Tratamiento y evolución
Al momento del ingreso se inicia tratamiento sintomático de la cefalea y sueroterapia para corregir la hipotensión arterial, la función renal y la hiponatremia, sin evidenciarse mejoría importante de las cifras tensionales, que se mantuvieron en torno a 110/60 mmHg. Tras la realización de la RM craneal y ante la sospecha de apoplejía hipofisaria, se solicita valoración por el Servicio de Endocrinología, quienes solicitan pruebas hormonales, realizándose el diagnóstico de panhipopituitarismo, motivo por el cual se inicia tratamiento sustitutivo corticoideo y de hormonas tiroideas.
Asimismo, el paciente es valorado por el Servicio de Neurocirugía, quienes realizan abordaje transesfenoidal sublabial medioseptal y evacuación de la lesión supraselar. Se envía la pieza quirúrgica a Anatomía Patológica, donde se confirma el diagnóstico de adenoma de hipófisis con infarto hemorrágico completo.

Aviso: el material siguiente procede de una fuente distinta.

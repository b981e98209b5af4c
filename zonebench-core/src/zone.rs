// vim: tw=80
//! Zone directory types: per-zone metadata as reported by a device

use enum_primitive_derive::Primitive;
use std::{
    fmt,
    str::FromStr,
};
use crate::types::*;

/// Type of a zone, as encoded by the Linux `blkzoned` ABI.
#[derive(Clone, Copy, Debug, Eq, Hash, PartialEq, Primitive)]
pub enum ZoneType {
    /// Random writes allowed.  No write pointer.
    Conventional        = 1,
    /// Writes must be sequential, at the write pointer.
    SeqWriteRequired    = 2,
    /// Sequential writes preferred, random writes tolerated.
    SeqWritePreferred   = 3,
}

impl fmt::Display for ZoneType {
    fn fmt(&self, f: &mut fmt::Formatter<'_>) -> fmt::Result {
        match *self {
            Self::Conventional => f.pad("CONV"),
            Self::SeqWriteRequired => f.pad("SWR"),
            Self::SeqWritePreferred => f.pad("SWP"),
        }
    }
}

/// Condition of a zone.  Maintained by the device, never by zonebench.
#[derive(Clone, Copy, Debug, Eq, Hash, PartialEq, Primitive)]
pub enum ZoneCondition {
    /// Conventional zones have no write pointer
    NotWp           = 0x0,
    Empty           = 0x1,
    ImplicitOpen    = 0x2,
    ExplicitOpen    = 0x3,
    Closed          = 0x4,
    ReadOnly        = 0xD,
    Full            = 0xE,
    Offline         = 0xF,
}

impl fmt::Display for ZoneCondition {
    fn fmt(&self, f: &mut fmt::Formatter<'_>) -> fmt::Result {
        match *self {
            Self::NotWp => f.pad("not-wp"),
            Self::Empty => f.pad("empty"),
            Self::ImplicitOpen => f.pad("imp-open"),
            Self::ExplicitOpen => f.pad("exp-open"),
            Self::Closed => f.pad("closed"),
            Self::ReadOnly => f.pad("ro"),
            Self::Full => f.pad("full"),
            Self::Offline => f.pad("offline"),
        }
    }
}

/// A snapshot of one zone's metadata.  All quantities are in bytes.
#[derive(Clone, Copy, Debug, Eq, PartialEq)]
pub struct Zone {
    /// Byte offset of the zone on the device
    pub start: u64,
    /// Total extent of the zone
    pub length: u64,
    /// Maximum writable bytes.  May be less than `length`.
    pub capacity: u64,
    pub write_pointer: u64,
    pub zone_type: ZoneType,
    pub condition: ZoneCondition,
}

impl Zone {
    /// Create an empty sequential-write-required zone
    pub fn empty(start: u64, length: u64, capacity: u64) -> Self {
        Zone {
            start,
            length,
            capacity,
            write_pointer: start,
            zone_type: ZoneType::SeqWriteRequired,
            condition: ZoneCondition::Empty
        }
    }

    /// Create a conventional zone
    pub fn conventional(start: u64, length: u64) -> Self {
        Zone {
            start,
            length,
            capacity: length,
            write_pointer: start,
            zone_type: ZoneType::Conventional,
            condition: ZoneCondition::NotWp
        }
    }

    /// First byte past the writable part of the zone
    pub fn capacity_end(&self) -> u64 {
        self.start + self.capacity
    }

    /// First byte past the end of the zone
    pub fn end(&self) -> u64 {
        self.start + self.length
    }

    /// Is this a valid fill target?
    pub fn is_sequential(&self) -> bool {
        self.zone_type == ZoneType::SeqWriteRequired
    }

    /// Does the zone overlap the byte range `[start, start + len)`?
    pub fn overlaps(&self, start: u64, len: u64) -> bool {
        self.start < start.saturating_add(len) && start < self.end()
    }
}

/// Static properties of an opened device
#[derive(Clone, Copy, Debug, Eq, PartialEq)]
pub struct DeviceInfo {
    /// Minimum I/O alignment, in bytes
    pub logical_block_size: u32,
    pub nr_zones: ZoneT,
    /// Size of every zone (except possibly the last), in bytes
    pub zone_size: u64,
    /// Size of the device, in bytes
    pub size: u64,
    /// Are the zones emulated by zonebench rather than the device?
    pub emulated: bool,
}

impl DeviceInfo {
    /// Device-order index of the given zone
    pub fn zone_index(&self, zone: &Zone) -> ZoneT {
        (zone.start / self.zone_size) as ZoneT
    }
}

/// Selects which zones a zone query reports
#[derive(Clone, Copy, Debug, Default, Eq, PartialEq)]
pub enum ReportFilter {
    #[default]
    All,
    Empty,
    ImplicitOpen,
    ExplicitOpen,
    Closed,
    Full,
    ReadOnly,
    Offline,
    NotWp,
    /// Every zone that can still be read: neither read-only nor offline
    Usable,
}

impl ReportFilter {
    pub fn matches(self, zone: &Zone) -> bool {
        let c = zone.condition;
        match self {
            Self::All => true,
            Self::Empty => c == ZoneCondition::Empty,
            Self::ImplicitOpen => c == ZoneCondition::ImplicitOpen,
            Self::ExplicitOpen => c == ZoneCondition::ExplicitOpen,
            Self::Closed => c == ZoneCondition::Closed,
            Self::Full => c == ZoneCondition::Full,
            Self::ReadOnly => c == ZoneCondition::ReadOnly,
            Self::Offline => c == ZoneCondition::Offline,
            Self::NotWp => c == ZoneCondition::NotWp,
            Self::Usable => c != ZoneCondition::ReadOnly &&
                c != ZoneCondition::Offline,
        }
    }
}

#[derive(Clone, Debug, Eq, PartialEq)]
pub struct ParseFilterError(String);

impl fmt::Display for ParseFilterError {
    fn fmt(&self, f: &mut fmt::Formatter<'_>) -> fmt::Result {
        write!(f, "Invalid zone filter {:?}", self.0)
    }
}

impl std::error::Error for ParseFilterError {}

impl FromStr for ReportFilter {
    type Err = ParseFilterError;

    fn from_str(s: &str) -> std::result::Result<Self, ParseFilterError> {
        match s {
            "all" => Ok(Self::All),
            "empty" => Ok(Self::Empty),
            "imp-open" => Ok(Self::ImplicitOpen),
            "exp-open" => Ok(Self::ExplicitOpen),
            "closed" => Ok(Self::Closed),
            "full" => Ok(Self::Full),
            "ro" => Ok(Self::ReadOnly),
            "offline" => Ok(Self::Offline),
            "not-wp" => Ok(Self::NotWp),
            "usable" => Ok(Self::Usable),
            _ => Err(ParseFilterError(s.to_owned()))
        }
    }
}

// LCOV_EXCL_STOP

El paciente presentó mejoría completa de la paresia del tercer par izquierdo y de la palidez papilar derecha observada en el fondo de ojo, con persistencia de la paresia del sexto par izquierdo, por lo cual mantiene seguimiento por Oftalmología. Desde el punto de vista hormonal, mantiene seguimiento a cargo de Endocrinología por insuficiencia suprarrenal secundaria leve e hipogonadismo hipogonadotrópico, en tratamiento con corticoides y testosterona.